April 4, 2018
In DRC, women and girls who experience sexual violence are often stigmatized and rejected by the community and family members. Staff members of a new counseling facility are going door-to-door educating the community about gender-based violence while providing free counseling and medical resources to those who need it.
KALEHE, DEMOCRATIC REPUBLIC OF CONGO – Wilermine travels from her home to the local food market in Nyabibwe, a town in eastern DRC’s Kalehe territory, a few times a week.
One day on the way to the market, the 25-year-old mother of two, who requested that only her first name be used for fear of being stigmatized, was raped.
Sexual violence against women and girls is common in this part of the country which has long been plagued by conflict, she says. Those who experience sexual violence are often kicked out of their homes by spouses and do not have access to adequate psychological, medical or legal resources.
“My husband rejected me after I told him I had been raped,” she says. Wilermine moved in with her parents after the attack.
A new counseling facility in Nyabibwe, about 100 kilometers (62 miles) north of Bukavu, South Kivu’s provincial capital, is offering women and girls who have experienced sexual violence new psychological support. Locals who have experienced armed conflict-related violence also have access to the services offered at the facility run by the International Committee of the Red Cross.
Esther Nsapu, GPJ DRC
For years, soldiers of Forces Armées de la République Démocratique du Congo, the country’s official army, and other armed groups have been known to commit acts of sexual violence.
Other acts are committed by criminals acting alone.
“When our armed forces conduct sweeping-up operations through the area, armed robbers retreat to hideouts, and then return to commit their crimes,” says Jacques Kapuli, the head of the administrative supervision unit in Nyabibwe.
Family members, friends and colleagues can also be responsible for acts of sexual violence against Congolese women. Despite efforts from local officials and nonprofits to end the practice, 111 cases of rape were recorded in the territory in 2017, says Annie Malongo, executive director of Centre d’Etudes pour le Leadership et la Promotion des Droits de l’Homme (CELPDH), a human rights organization in South Kivu.
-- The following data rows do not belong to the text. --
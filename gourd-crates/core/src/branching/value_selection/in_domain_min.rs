use super::ValueSelector;
use crate::branching::SelectionContext;
use crate::engine::variables::DomainId;
use crate::propagation::ReadDomains;

/// [`ValueSelector`] which chooses the smallest value in the domain.
#[derive(Debug, Copy, Clone, Default)]
pub struct InDomainMin;

impl ValueSelector for InDomainMin {
    fn select_value(&mut self, context: &mut SelectionContext, decision_variable: DomainId) -> i32 {
        context.lower_bound(decision_variable)
    }
}
use enumset::EnumSet;

use super::domains::DeltaDomain;
use super::domains::DomainKind;
use super::domains::DomainValues;
use super::domains::EmptyDomain;
use super::domains::FrozenDelta;
use super::domains::IntDomain;
use super::events::DomainEvent;
use super::variables::DomainId;
use crate::basic_types::Random;
use crate::containers::KeyedVec;
use crate::environment::Environment;
use crate::environment::StoredInt;

const NOT_FIXED: i64 = -1;

#[derive(Clone, Debug)]
struct VariableDomain {
    domain: IntDomain,
    delta: DeltaDomain,
    /// The depth of the world in which the domain became a singleton.
    fixed_in_world: StoredInt,
}

/// The domains of all variables, together with their deltas.
///
/// Reads and writes go through the [`Environment`] which owns the stored cells of the domains.
/// Every mutation returns the events it produced; an empty set means nothing changed.
#[derive(Clone, Debug, Default)]
pub struct Assignments {
    domains: KeyedVec<DomainId, VariableDomain>,
}

impl Assignments {
    /// Create a new domain with the given values, which have to be sorted, free of duplicates and
    /// non-empty.
    pub(crate) fn grow(
        &mut self,
        environment: &mut Environment,
        kind: DomainKind,
        values: &[i32],
    ) -> DomainId {
        let fixed_in_world = if values.len() == 1 {
            environment.current_world().depth() as i64
        } else {
            NOT_FIXED
        };

        self.domains.push(VariableDomain {
            domain: IntDomain::new(environment, kind, values),
            delta: DeltaDomain::default(),
            fixed_in_world: environment.make_int(fixed_in_world),
        })
    }

    pub(crate) fn num_domains(&self) -> usize {
        self.domains.len()
    }

    pub(crate) fn domain_ids(&self) -> impl Iterator<Item = DomainId> {
        self.domains.keys()
    }

    pub(crate) fn kind(&self, var: DomainId) -> DomainKind {
        self.domains[var].domain.kind()
    }

    pub(crate) fn lower_bound(&self, var: DomainId, environment: &Environment) -> i32 {
        self.domains[var].domain.lower_bound(environment)
    }

    pub(crate) fn upper_bound(&self, var: DomainId, environment: &Environment) -> i32 {
        self.domains[var].domain.upper_bound(environment)
    }

    pub(crate) fn size(&self, var: DomainId, environment: &Environment) -> usize {
        self.domains[var].domain.size(environment)
    }

    pub(crate) fn contains(&self, var: DomainId, value: i32, environment: &Environment) -> bool {
        self.domains[var].domain.contains(environment, value)
    }

    pub(crate) fn is_fixed(&self, var: DomainId, environment: &Environment) -> bool {
        self.size(var, environment) == 1
    }

    pub(crate) fn fixed_value(&self, var: DomainId, environment: &Environment) -> Option<i32> {
        self.is_fixed(var, environment)
            .then(|| self.lower_bound(var, environment))
    }

    /// The depth of the world in which `var` became fixed, if it is fixed.
    pub(crate) fn fixed_in_world(&self, var: DomainId, environment: &Environment) -> Option<usize> {
        let depth = self.domains[var].fixed_in_world.read(environment);
        (depth != NOT_FIXED).then_some(depth as usize)
    }

    pub(crate) fn next_value(
        &self,
        var: DomainId,
        value: i32,
        environment: &Environment,
    ) -> Option<i32> {
        self.domains[var].domain.next_value(environment, value)
    }

    pub(crate) fn previous_value(
        &self,
        var: DomainId,
        value: i32,
        environment: &Environment,
    ) -> Option<i32> {
        self.domains[var].domain.previous_value(environment, value)
    }

    pub(crate) fn values<'a>(
        &'a self,
        var: DomainId,
        environment: &'a Environment,
    ) -> DomainValues<'a> {
        self.domains[var].domain.values(environment)
    }

    pub(crate) fn random_value(
        &self,
        var: DomainId,
        environment: &Environment,
        random: &mut dyn Random,
    ) -> i32 {
        self.domains[var].domain.random_value(environment, random)
    }

    pub(crate) fn update_lower_bound(
        &mut self,
        var: DomainId,
        value: i32,
        environment: &mut Environment,
    ) -> Result<EnumSet<DomainEvent>, EmptyDomain> {
        let variable = &mut self.domains[var];
        let changed = variable
            .domain
            .update_lower_bound(environment, value, &mut variable.delta)?;
        Ok(changed.map_or(EnumSet::empty(), |_| {
            self.events_after_change(var, environment, true, false)
        }))
    }

    pub(crate) fn update_upper_bound(
        &mut self,
        var: DomainId,
        value: i32,
        environment: &mut Environment,
    ) -> Result<EnumSet<DomainEvent>, EmptyDomain> {
        let variable = &mut self.domains[var];
        let changed = variable
            .domain
            .update_upper_bound(environment, value, &mut variable.delta)?;
        Ok(changed.map_or(EnumSet::empty(), |_| {
            self.events_after_change(var, environment, false, true)
        }))
    }

    pub(crate) fn remove(
        &mut self,
        var: DomainId,
        value: i32,
        environment: &mut Environment,
    ) -> Result<EnumSet<DomainEvent>, EmptyDomain> {
        let variable = &mut self.domains[var];
        let lower_bound = variable.domain.lower_bound(environment);
        let upper_bound = variable.domain.upper_bound(environment);
        if !variable
            .domain
            .remove(environment, value, &mut variable.delta)?
        {
            return Ok(EnumSet::empty());
        }

        Ok(self.events_after_change(
            var,
            environment,
            value == lower_bound,
            value == upper_bound,
        ))
    }

    pub(crate) fn instantiate(
        &mut self,
        var: DomainId,
        value: i32,
        environment: &mut Environment,
    ) -> Result<EnumSet<DomainEvent>, EmptyDomain> {
        let variable = &mut self.domains[var];
        let lower_bound = variable.domain.lower_bound(environment);
        let upper_bound = variable.domain.upper_bound(environment);
        if !variable
            .domain
            .restrict(environment, value, &mut variable.delta)?
        {
            return Ok(EnumSet::empty());
        }

        Ok(self.events_after_change(
            var,
            environment,
            value != lower_bound,
            value != upper_bound,
        ))
    }

    fn events_after_change(
        &mut self,
        var: DomainId,
        environment: &mut Environment,
        lower_bound_moved: bool,
        upper_bound_moved: bool,
    ) -> EnumSet<DomainEvent> {
        let mut events = EnumSet::only(DomainEvent::Removal);
        if lower_bound_moved {
            events |= DomainEvent::LowerBound;
        }
        if upper_bound_moved {
            events |= DomainEvent::UpperBound;
        }
        if self.is_fixed(var, environment) {
            events |= DomainEvent::Instantiate;
            let depth = environment.current_world().depth() as i64;
            self.domains[var].fixed_in_world.write(environment, depth);
        }
        events
    }

    pub(crate) fn freeze_delta(&mut self, var: DomainId) -> FrozenDelta {
        self.domains[var].delta.freeze()
    }

    /// Returns whether values were removed from `var` while the delta was frozen.
    pub(crate) fn release_delta(&mut self, var: DomainId, frozen: FrozenDelta) -> bool {
        self.domains[var].delta.release(frozen)
    }

    pub(crate) fn clear_delta(&mut self, var: DomainId) {
        self.domains[var].delta.clear()
    }

    pub(crate) fn has_pending_removals(&self, var: DomainId) -> bool {
        !self.domains[var].delta.is_empty()
    }
}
But she says many women do not report acts of violence against them, affecting statistics.
The counseling facility, which opened in June, is available to residents of Nyabibwe and neighboring villages including Lushebere and Mukisha, says Papy Maulizo , head of the facility. The 10-member staff offers free counseling and will refer women to medical centers within 72 hours of rapes, he says.
Three to four people visit the facility each week. Many of them come to the facility following door-to-door visits by staff, says James Songa, who is in charge of the psychosocial department at the International Committee of the Red Cross office in South Kivu. These visits are part of local efforts to increase awareness about gender-based violence.
“We have to help communities understand that the victims of rape and sexual assault are human beings, just like us, which points to the need to fight the stigma surrounding their plight,” he says. “Not only do we sensitize people to rush sexual violence victims to the nearby health facility at the earliest, but we also advise them to take them to the counseling house for psychological support.”
Wilermine, who received counseling at the facility, says she returned home to her husband after two months. Staff later referred her to a health center, where she says she was tested for sexually transmitted diseases and pregnancy. Her test results were negative. This helped put her husband’s mind at ease, she says.
Despite growing awareness of sexual violence, stigma remains widespread, Malongo says.
About 80 percent of women in the South Kivu province who experience sexual violence lose their jobs because they are scared to continue living in their communities, where they are verbally abused by others or kicked out of their homes by family members, Malongo says.
“The counseling house helps victims heal from trauma,” she says. “The best solution, however, would be for them to be provided with holistic support through access to health care, legal assistance, psychosocial support and socioeconomic reintegration services.”
Sylvestre Ndahayo, GPJ, translated the article from French.